Die politischen Dynamiken des 3. Bezirks werden von seiner Geografie und Wirtschaft geprägt. Während der Bezirk wohlhabende Ferienorte wie Aspen und Vail umfasst, enthält er auch weite ländliche Regionen, die von Landwirtschaft, Bergbau und Tourismus abhängen. Wähler in den entlegeneren Landkreisen setzen häufig Prioritäten bei Themen wie Wasserrechte, Bundeslandverwaltung und Breitbandzugang, während die Bewohner der Skigebiete zunehmend über den Mangel an bezahlbarem Wohnraum für die Arbeitskräfte sprechen, die die Tourismusindustrie am Laufen halten. Diese Aufteilung erfordert ein sensibles Gleichgewicht für jeden Kandidaten, der versucht, den Bezirk unter einem gemeinsamen Programm zu vereinen.

Bezahlbarer Wohnraum ist zu einem Prüfstein für Kandidaten in den gesamten USA geworden, besonders in teuren Märkten, in denen Investoren beschuldigt werden, Häuser en masse zu kaufen und in Kurzzeitvermietungen umzuwandeln. In Colorado hat die Landeslegislative Maßnahmen erwogen, die Transparenz über Unternehmensbesitz von Wohnimmobilien zu erhöhen und die Bereitstellung von bezahlbaren Einheiten durch Zonierungsreformen auszubauen. Romeros Versprechen, „veraltete Bürokratie abzuschaffen, die den Bau behindert", passt zu diesen landesweiten Bestrebungen, doch seine persönlichen finanziellen Interessen werfen Fragen nach möglichen Interessenkonflikten auf.

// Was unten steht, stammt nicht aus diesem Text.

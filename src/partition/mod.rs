pub mod error;
pub mod key;
pub mod stream;

#[cfg(test)]
pub(crate) mod testing;

pub use error::{PartitionError, StreamError};
pub use key::{Granularity, PartitionId, Tier, key_for_pv_name, pv_name_from_key};
pub use stream::PartitionedEventStream;
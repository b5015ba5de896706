//! Univariate analysis

mod percentiles;
mod resamples;
mod sample;

pub use self::percentiles::Percentiles;
pub use self::resamples::Resamples;
pub use self::sample::Sample;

Romeros Firma betreibt zwar eine „affordable housing community", die Aspen und umliegende Städte bedient, doch die Entwicklung liegt 21 Meilen vom Skigebiet entfernt, was ihre Wirkung auf die akutesten Engpässe im Stadtzentrum begrenzt. Kritiker argumentieren, dass solche Projekte, obwohl gut gemeint, das Ausmaß des Problems in einem Markt, in dem selbst bescheidene Einfamilienhäuser Preise im mehrstelligen Millionen‑Dollar‑Bereich erreichen, nicht ausreichend adressieren.

Während die Kampagne in die Endphase eintritt, werden beide Parteien wahrscheinlich ihren Fokus auf das Wohnungsnarrativ schärfen. Republikaner im Bezirk haben das Thema traditionell als Frage von Überregulierung und fiskalischer Verantwortung dargestellt, während Demokraten die Notwendigkeit einer erhöhten Angebotsmenge und strengeren Aufsicht über Unternehmensinvestoren betonen. Für die Wähler im 3. Bezirk wird das Ergebnis davon abhängen, ob Romero die Wähler überzeugen kann, dass seine persönliche Geschäftserfahrung ihn befähigt, die Bezahlbarkeitskrise zu lösen, oder ob die Diskrepanz zwischen seiner Rhetorik und den jüngsten Luxusverkäufen seiner Firma zu einer politischen Belastung wird.

Romero hat nicht auf die Bitte um Stellungnahme zu der offensichtlichen Diskrepanz zwischen seiner Kampagnenbotschaft und den jüngsten Luxusverkäufen seiner Firma reagiert.